### REQUIRED ACTION:
When a line in the data below includes "TextHAlign", pick it out and copy it.
[INFORMATION Boundary: Start]
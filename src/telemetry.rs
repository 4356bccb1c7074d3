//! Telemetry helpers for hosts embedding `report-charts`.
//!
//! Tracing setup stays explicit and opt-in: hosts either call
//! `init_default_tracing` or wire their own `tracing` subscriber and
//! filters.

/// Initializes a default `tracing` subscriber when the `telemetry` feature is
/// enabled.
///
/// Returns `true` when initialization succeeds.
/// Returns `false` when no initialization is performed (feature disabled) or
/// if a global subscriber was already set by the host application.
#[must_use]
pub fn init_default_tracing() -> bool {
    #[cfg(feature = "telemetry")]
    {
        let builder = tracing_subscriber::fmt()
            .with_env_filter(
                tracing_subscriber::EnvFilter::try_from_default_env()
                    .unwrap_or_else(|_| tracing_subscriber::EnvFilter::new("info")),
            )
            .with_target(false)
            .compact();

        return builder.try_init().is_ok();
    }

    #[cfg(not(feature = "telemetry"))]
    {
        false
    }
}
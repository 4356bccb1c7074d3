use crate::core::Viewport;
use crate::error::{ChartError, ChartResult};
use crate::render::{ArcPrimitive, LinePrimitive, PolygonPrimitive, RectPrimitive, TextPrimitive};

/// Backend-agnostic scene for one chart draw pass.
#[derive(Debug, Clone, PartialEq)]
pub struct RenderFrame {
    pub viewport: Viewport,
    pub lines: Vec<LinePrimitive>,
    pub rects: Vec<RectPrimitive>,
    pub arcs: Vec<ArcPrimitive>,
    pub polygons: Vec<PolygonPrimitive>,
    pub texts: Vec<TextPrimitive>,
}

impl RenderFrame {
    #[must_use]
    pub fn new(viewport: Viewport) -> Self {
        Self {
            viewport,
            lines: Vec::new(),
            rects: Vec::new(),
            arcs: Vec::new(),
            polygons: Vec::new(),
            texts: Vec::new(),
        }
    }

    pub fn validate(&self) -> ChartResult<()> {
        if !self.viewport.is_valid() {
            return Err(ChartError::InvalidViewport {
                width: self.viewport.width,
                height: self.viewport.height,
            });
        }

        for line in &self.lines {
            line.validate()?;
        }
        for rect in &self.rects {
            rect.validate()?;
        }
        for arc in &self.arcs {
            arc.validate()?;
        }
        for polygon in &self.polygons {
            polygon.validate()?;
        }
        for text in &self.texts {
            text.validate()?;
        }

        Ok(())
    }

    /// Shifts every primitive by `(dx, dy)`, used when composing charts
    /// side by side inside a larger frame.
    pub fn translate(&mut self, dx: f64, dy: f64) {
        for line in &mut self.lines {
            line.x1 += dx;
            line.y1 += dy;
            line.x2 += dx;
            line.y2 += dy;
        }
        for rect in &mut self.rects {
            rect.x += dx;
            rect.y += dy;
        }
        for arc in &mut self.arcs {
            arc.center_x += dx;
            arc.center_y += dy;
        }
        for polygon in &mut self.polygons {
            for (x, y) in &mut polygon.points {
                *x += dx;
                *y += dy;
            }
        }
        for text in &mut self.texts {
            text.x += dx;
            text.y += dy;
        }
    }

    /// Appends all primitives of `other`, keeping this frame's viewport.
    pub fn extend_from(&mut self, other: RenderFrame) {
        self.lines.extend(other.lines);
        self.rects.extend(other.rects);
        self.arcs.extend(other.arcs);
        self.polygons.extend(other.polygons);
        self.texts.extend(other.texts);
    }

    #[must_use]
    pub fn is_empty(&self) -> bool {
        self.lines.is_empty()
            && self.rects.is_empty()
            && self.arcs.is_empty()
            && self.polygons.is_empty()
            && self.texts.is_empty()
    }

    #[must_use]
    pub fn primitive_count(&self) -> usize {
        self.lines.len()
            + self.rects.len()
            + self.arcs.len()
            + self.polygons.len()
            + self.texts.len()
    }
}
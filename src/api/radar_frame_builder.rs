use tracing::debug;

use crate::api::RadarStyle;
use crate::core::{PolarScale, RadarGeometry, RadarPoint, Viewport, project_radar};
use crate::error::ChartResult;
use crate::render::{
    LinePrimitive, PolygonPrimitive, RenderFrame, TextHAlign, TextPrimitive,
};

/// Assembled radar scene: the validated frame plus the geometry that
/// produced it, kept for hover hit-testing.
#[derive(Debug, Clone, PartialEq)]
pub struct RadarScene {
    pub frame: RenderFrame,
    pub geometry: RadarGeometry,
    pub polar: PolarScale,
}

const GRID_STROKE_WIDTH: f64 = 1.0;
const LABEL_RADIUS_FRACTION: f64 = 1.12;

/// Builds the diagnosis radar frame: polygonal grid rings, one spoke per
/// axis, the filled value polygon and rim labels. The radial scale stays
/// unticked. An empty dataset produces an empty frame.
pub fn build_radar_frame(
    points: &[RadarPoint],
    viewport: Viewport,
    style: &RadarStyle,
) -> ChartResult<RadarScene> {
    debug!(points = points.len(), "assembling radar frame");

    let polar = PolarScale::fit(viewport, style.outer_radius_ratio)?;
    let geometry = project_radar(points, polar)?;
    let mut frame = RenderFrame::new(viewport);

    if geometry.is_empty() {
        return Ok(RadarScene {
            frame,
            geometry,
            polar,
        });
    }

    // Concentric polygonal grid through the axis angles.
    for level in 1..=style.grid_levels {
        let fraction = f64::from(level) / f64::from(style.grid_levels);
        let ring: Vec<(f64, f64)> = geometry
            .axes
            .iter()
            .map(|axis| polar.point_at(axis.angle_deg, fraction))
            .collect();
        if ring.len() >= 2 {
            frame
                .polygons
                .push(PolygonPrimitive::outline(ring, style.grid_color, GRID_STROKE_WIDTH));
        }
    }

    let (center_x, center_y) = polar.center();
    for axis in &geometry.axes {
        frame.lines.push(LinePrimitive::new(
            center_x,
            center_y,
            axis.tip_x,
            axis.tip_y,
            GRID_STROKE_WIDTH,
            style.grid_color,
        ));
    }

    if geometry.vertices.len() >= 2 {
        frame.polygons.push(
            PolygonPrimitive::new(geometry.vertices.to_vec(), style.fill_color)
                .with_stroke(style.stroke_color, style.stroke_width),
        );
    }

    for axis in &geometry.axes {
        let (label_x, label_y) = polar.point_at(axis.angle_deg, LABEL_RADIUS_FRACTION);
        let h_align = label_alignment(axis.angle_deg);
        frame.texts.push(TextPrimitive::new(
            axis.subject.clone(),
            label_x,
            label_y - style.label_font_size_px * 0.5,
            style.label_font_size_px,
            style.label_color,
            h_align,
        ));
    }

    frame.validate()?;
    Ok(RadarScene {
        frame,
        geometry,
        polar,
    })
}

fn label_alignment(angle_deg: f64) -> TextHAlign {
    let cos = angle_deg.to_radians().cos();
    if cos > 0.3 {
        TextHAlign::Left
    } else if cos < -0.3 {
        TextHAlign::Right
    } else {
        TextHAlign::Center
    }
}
[INFORMATION Boundary: End]
### SOLUTION:
    LinePrimitive, PolygonPrimitive, RenderFrame, TextHAlign, TextPrimitive,
fn label_alignment(angle_deg: f64) -> TextHAlign {
        TextHAlign::Left
        TextHAlign::Right
        TextHAlign::Center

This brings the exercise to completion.